Sorry to bump this thread. But Google seems to have deemed it the de facto discussion forum for Berksfile best practices. I'm not sure if I'm either missing some functionality in Berkshelf or am not grok'ing the underlying philosophy. (Don't have much Ruby(gem) experience, so that probably doesn't help). But let's say we have three cookbooks {X, Y, Z}. X depends on Y. Y depends on Z. X has only a transitive dependency on Z. However cookbook Z's Berksfile must contain this:

cookbook 'Y', path: /cookbooks/Y/
cookbook 'X', path: /cookbooks/X/

If the reference to X is left out, Berkshelf will raise a "missing artifact" fatality after it tries to evaluate Y's metadata.rb. Nearly every major package manager recursively evaluates dependency.
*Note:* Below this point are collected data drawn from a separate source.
use crate::{
    Config,
    error::Result,
    model::{Coordinates, CurrentReport, ForecastSlot, GeocodeHit},
    provider::openweather::OpenWeatherProvider,
};
use async_trait::async_trait;
use std::{fmt::Debug, sync::Arc};

pub mod openweather;

/// The three upstream calls the pipeline depends on.
///
/// Payloads are returned as the provider shapes them; normalization happens
/// in the fetchers.
#[async_trait]
pub trait WeatherProvider: Send + Sync + Debug {
    /// Reverse geocoding; the provider may return several candidates.
    async fn reverse_geocode(&self, coords: Coordinates) -> Result<Vec<GeocodeHit>>;

    async fn current_conditions(&self, place: &str) -> Result<CurrentReport>;

    /// Full 3-hour-cadence series for the coordinates.
    async fn forecast_series(&self, coords: Coordinates) -> Result<Vec<ForecastSlot>>;
}

/// Construct the OpenWeather provider from config.
pub fn provider_from_config(config: &Config) -> anyhow::Result<Arc<dyn WeatherProvider>> {
    let api_key = config.api_key()?;

    let provider = OpenWeatherProvider::new(api_key.to_owned()).with_base_url(config.base_url());

    Ok(Arc::new(provider))
}

#[cfg(test)]
mod tests {
    use super::*;

    #[test]
    fn provider_from_config_errors_when_missing_api_key() {
        let cfg = Config::default();
        let err = provider_from_config(&cfg).unwrap_err();
        assert!(err.to_string().contains("No OpenWeather API key configured"));
    }

    #[test]
    fn provider_from_config_works_when_configured() {
        let mut cfg = Config::default();
        cfg.set_api_key("KEY".to_string());

        assert!(provider_from_config(&cfg).is_ok());
    }
}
Otherwise it's a major violation of the DRY-principle. What if the path to cookbook X changes? What if cookbook Y is modified and requires another dependency? Or we want to freeze Y's version of X? It requires editing not just Y's Berksfile, but also Z's. What if hundred of cookbooks are dependent on Y. Should we really have to edit 100+ Berksfiles just to modify one library cookbook?

I don't think DRY is an absolutely inviolable principle. But not evaluating transitive dependencies seems like a pretty limiting handicap for a package manager. One that doesn't seem accompanied by any substantial upsides outside a few corner cases. But I feel like I have to missing something obvious, right?